Task description => Pull out every line below holding the word "usize".

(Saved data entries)

+++++

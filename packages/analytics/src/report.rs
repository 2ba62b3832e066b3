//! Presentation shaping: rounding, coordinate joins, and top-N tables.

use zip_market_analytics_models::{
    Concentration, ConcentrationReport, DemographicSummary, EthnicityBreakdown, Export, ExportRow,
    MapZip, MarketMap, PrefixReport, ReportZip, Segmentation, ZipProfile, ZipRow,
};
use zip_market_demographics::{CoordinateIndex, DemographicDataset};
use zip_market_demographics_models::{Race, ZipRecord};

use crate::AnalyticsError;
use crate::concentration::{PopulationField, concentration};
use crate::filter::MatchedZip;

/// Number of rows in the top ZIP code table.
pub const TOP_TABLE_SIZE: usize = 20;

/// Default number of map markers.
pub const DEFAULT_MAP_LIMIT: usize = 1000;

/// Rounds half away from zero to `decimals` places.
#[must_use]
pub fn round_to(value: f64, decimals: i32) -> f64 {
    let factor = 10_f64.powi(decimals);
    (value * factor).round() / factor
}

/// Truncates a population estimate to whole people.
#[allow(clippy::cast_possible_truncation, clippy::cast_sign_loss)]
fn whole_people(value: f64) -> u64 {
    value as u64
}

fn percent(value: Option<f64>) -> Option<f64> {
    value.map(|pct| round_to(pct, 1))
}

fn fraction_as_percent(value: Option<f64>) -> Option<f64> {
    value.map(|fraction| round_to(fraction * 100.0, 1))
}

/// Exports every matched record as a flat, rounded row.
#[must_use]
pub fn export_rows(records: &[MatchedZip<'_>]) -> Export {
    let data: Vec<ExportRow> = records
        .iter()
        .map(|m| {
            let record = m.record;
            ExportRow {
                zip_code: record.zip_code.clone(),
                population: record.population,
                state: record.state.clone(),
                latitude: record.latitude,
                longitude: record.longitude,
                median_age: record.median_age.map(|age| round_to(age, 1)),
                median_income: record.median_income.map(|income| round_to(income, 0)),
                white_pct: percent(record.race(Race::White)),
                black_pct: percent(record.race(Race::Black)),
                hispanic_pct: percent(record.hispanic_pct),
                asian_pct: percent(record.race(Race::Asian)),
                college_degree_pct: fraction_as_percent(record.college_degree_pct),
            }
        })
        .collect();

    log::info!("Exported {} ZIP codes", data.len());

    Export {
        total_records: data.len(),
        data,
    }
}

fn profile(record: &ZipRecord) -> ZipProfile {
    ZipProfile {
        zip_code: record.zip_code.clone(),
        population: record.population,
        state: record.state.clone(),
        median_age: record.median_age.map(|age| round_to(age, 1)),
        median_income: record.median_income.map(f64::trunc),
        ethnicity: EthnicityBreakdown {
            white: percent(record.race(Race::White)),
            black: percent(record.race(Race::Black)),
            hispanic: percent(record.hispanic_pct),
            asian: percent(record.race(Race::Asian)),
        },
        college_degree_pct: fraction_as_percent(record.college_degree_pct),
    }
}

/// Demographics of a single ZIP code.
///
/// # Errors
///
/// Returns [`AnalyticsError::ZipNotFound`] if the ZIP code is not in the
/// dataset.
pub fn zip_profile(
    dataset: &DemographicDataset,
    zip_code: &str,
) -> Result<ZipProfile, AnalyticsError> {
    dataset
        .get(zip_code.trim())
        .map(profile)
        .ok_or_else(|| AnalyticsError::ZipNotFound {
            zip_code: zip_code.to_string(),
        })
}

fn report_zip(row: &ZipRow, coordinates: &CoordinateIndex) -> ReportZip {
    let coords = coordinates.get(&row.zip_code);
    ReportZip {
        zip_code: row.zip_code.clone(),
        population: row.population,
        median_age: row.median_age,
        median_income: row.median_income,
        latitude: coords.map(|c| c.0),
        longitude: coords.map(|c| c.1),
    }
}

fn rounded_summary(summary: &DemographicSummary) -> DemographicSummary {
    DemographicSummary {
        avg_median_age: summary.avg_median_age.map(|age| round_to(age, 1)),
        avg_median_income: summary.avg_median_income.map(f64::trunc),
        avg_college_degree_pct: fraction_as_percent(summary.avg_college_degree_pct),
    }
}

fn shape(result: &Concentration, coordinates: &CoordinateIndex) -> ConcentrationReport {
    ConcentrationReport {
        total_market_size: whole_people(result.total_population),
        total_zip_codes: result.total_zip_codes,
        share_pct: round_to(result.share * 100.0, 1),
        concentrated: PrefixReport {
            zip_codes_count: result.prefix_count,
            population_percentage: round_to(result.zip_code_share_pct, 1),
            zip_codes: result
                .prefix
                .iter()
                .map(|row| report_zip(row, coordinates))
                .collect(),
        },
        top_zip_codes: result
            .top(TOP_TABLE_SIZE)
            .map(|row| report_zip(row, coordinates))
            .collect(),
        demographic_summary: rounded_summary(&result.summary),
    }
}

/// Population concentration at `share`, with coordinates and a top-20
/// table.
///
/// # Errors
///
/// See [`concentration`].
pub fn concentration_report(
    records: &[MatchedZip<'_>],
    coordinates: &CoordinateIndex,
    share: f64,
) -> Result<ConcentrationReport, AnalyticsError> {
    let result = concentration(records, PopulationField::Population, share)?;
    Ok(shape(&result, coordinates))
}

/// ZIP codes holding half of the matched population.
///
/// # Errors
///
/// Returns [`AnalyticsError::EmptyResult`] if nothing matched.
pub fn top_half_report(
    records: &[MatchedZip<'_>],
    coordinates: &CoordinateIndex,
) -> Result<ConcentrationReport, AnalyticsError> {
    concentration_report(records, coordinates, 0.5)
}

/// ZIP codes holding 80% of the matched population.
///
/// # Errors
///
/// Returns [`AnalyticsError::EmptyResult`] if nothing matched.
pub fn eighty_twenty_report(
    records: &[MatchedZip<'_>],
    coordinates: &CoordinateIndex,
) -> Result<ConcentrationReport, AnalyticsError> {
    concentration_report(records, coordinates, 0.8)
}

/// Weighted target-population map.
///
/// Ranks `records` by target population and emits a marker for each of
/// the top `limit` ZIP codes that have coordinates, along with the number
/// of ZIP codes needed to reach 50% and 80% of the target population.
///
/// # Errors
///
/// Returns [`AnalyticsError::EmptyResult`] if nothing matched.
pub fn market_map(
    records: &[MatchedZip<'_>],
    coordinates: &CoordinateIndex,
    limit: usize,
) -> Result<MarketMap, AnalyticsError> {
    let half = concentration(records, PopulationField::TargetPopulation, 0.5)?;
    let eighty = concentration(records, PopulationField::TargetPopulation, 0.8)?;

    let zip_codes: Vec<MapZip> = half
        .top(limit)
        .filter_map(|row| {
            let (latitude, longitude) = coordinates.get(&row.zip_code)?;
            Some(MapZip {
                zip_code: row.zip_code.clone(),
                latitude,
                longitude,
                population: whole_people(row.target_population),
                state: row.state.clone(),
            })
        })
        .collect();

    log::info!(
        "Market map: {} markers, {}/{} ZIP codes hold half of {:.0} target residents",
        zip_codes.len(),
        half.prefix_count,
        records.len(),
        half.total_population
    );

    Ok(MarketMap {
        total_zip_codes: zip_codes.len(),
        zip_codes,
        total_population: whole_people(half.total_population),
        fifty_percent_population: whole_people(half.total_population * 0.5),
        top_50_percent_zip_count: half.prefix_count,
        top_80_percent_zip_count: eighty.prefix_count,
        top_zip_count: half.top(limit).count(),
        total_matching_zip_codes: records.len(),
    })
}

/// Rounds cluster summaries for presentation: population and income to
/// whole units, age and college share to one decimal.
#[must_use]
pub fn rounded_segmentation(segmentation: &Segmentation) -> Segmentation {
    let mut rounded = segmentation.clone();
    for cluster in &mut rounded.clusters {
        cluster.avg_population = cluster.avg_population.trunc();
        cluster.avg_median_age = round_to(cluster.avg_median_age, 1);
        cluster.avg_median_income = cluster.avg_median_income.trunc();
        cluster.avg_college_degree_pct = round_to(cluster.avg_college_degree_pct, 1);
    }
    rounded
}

+++++

Solution to this problem =>
pub const TOP_TABLE_SIZE: usize = 20;
pub const DEFAULT_MAP_LIMIT: usize = 1000;
    limit: usize,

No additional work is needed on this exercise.